* Task prompt *
Provide only the number of lines in the following data that contain "ResourceContent".

Stored items from a collection:
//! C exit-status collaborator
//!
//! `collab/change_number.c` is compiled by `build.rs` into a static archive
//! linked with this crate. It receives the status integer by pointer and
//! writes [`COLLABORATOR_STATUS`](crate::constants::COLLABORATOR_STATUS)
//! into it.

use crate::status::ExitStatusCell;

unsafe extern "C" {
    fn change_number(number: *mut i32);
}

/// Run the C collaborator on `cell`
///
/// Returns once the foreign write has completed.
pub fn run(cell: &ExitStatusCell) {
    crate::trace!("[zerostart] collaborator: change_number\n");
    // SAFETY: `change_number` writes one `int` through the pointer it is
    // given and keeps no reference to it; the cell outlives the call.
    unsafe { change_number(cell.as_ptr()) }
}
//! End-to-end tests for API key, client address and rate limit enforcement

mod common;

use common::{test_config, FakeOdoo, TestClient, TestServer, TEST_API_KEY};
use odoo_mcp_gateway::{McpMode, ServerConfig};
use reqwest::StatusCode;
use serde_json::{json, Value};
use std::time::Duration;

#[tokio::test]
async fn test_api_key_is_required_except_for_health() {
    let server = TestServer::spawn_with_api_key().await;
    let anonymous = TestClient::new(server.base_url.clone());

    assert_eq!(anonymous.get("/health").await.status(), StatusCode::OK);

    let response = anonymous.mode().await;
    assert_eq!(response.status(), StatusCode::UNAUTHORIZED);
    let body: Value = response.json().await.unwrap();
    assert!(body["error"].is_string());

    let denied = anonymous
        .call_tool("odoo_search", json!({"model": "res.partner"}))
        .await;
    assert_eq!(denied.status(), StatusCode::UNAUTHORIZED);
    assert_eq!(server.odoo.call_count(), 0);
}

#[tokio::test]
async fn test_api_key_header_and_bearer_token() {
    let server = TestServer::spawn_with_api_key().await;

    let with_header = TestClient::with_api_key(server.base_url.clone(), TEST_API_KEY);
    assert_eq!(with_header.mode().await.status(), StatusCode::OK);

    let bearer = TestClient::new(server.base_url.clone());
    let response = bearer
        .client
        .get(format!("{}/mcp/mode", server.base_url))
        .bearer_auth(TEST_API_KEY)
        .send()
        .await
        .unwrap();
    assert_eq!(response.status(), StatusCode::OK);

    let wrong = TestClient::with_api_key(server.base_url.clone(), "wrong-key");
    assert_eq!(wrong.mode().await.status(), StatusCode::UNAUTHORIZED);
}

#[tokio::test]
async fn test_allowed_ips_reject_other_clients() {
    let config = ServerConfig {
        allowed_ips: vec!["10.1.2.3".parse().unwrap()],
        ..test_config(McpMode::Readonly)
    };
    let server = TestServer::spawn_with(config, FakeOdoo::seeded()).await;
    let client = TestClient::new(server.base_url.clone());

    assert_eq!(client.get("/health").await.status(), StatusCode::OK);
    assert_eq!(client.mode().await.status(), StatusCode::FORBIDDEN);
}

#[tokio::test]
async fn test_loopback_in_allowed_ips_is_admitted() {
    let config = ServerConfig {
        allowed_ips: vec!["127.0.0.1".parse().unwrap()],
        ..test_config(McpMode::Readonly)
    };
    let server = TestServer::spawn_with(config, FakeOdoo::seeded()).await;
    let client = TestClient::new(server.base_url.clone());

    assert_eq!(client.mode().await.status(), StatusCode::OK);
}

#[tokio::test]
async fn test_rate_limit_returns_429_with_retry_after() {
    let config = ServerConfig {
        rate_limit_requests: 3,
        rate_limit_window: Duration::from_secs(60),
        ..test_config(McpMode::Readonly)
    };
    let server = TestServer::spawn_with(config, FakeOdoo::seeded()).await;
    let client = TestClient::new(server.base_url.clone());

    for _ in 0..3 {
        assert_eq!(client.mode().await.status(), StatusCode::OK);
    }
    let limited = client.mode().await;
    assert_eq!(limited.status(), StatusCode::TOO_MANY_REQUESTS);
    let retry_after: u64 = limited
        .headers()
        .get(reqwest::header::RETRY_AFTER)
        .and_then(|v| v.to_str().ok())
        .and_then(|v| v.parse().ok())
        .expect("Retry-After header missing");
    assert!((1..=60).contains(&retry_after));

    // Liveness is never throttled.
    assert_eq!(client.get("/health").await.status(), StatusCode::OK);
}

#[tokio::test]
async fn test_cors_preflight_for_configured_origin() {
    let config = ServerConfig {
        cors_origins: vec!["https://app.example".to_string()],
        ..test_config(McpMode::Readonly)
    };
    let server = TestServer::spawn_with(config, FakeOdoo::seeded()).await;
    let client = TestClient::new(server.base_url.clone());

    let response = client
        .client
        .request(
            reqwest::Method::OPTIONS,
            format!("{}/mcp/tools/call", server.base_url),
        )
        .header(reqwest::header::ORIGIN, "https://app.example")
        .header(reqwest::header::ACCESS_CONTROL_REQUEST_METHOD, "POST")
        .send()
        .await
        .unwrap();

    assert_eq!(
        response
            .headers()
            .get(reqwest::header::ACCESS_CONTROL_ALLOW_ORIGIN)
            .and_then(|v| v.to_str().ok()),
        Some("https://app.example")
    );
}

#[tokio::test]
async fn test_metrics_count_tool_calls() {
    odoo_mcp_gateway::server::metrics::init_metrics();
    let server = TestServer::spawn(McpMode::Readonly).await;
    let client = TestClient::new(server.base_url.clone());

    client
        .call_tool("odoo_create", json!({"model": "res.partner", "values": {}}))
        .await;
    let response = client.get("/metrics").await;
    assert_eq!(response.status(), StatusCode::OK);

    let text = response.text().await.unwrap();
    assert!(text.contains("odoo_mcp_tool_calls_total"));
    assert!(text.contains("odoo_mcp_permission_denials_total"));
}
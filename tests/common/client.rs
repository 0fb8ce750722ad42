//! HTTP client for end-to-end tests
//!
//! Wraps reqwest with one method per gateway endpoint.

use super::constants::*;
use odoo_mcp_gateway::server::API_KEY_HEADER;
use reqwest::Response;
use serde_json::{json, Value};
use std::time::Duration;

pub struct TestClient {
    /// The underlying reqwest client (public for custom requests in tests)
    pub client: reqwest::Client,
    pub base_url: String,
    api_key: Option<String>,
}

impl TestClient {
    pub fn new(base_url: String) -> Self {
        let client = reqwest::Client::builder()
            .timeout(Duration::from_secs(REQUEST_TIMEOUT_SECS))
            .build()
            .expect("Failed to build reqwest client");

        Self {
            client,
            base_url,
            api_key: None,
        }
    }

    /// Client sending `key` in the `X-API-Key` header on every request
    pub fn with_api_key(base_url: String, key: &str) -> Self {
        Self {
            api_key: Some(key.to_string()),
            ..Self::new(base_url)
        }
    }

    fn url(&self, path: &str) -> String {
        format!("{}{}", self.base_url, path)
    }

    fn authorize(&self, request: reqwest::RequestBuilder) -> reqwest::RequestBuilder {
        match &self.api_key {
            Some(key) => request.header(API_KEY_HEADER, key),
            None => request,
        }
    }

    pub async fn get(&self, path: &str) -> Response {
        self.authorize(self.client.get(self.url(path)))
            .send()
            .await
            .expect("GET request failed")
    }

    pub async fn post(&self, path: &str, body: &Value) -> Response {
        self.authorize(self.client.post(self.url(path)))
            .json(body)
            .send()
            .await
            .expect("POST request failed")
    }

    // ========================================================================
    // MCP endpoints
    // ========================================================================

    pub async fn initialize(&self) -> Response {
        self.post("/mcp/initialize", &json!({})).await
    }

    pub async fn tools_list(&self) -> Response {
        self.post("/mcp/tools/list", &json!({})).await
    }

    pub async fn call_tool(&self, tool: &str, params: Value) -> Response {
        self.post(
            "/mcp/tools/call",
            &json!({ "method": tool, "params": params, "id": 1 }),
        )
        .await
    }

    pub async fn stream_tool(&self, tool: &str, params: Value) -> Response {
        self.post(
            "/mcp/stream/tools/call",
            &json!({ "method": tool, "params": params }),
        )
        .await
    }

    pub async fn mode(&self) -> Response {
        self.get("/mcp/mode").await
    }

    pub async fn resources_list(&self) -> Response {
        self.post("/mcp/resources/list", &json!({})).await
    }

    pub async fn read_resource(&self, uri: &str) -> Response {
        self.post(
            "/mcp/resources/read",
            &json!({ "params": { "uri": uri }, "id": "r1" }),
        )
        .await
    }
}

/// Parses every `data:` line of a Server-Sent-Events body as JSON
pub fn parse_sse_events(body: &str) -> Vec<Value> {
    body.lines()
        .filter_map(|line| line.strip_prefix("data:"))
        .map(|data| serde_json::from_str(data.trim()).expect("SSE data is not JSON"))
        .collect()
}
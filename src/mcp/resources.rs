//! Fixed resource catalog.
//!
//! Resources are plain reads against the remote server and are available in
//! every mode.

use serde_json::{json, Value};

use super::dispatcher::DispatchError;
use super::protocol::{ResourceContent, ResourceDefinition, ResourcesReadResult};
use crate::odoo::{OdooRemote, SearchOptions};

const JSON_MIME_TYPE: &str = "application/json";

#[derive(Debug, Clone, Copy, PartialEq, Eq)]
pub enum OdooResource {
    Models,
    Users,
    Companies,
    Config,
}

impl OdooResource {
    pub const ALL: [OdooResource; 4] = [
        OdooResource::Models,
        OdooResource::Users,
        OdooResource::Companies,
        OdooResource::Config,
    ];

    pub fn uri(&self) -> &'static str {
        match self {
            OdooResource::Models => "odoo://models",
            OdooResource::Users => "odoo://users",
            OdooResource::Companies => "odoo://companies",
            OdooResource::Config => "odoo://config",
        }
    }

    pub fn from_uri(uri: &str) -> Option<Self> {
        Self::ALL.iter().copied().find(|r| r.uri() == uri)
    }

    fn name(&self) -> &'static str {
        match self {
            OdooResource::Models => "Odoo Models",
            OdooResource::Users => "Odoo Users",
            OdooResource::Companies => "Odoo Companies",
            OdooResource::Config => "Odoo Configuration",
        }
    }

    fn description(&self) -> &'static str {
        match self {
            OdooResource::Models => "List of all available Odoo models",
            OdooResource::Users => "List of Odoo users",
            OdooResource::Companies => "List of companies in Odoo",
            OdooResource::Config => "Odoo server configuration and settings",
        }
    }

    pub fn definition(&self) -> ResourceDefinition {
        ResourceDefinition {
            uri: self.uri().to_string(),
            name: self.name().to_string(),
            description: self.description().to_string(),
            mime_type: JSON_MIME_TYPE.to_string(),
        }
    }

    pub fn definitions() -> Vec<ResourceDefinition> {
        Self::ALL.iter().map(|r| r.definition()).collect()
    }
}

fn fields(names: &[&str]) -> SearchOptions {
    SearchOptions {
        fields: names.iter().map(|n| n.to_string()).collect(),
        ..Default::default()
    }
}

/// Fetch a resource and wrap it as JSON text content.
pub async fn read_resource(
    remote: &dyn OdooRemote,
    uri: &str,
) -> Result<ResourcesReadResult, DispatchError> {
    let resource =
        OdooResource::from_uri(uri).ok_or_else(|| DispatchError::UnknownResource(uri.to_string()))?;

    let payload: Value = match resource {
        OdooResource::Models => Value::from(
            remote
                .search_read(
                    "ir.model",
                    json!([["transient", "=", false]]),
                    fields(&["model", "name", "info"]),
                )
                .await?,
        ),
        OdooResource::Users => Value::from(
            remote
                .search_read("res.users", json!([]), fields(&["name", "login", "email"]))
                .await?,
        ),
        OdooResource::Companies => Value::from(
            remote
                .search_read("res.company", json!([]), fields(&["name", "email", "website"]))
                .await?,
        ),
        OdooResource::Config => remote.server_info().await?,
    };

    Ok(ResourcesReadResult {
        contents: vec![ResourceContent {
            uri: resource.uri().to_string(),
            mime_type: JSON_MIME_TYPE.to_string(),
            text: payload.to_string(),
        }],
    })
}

* Exercise response *
2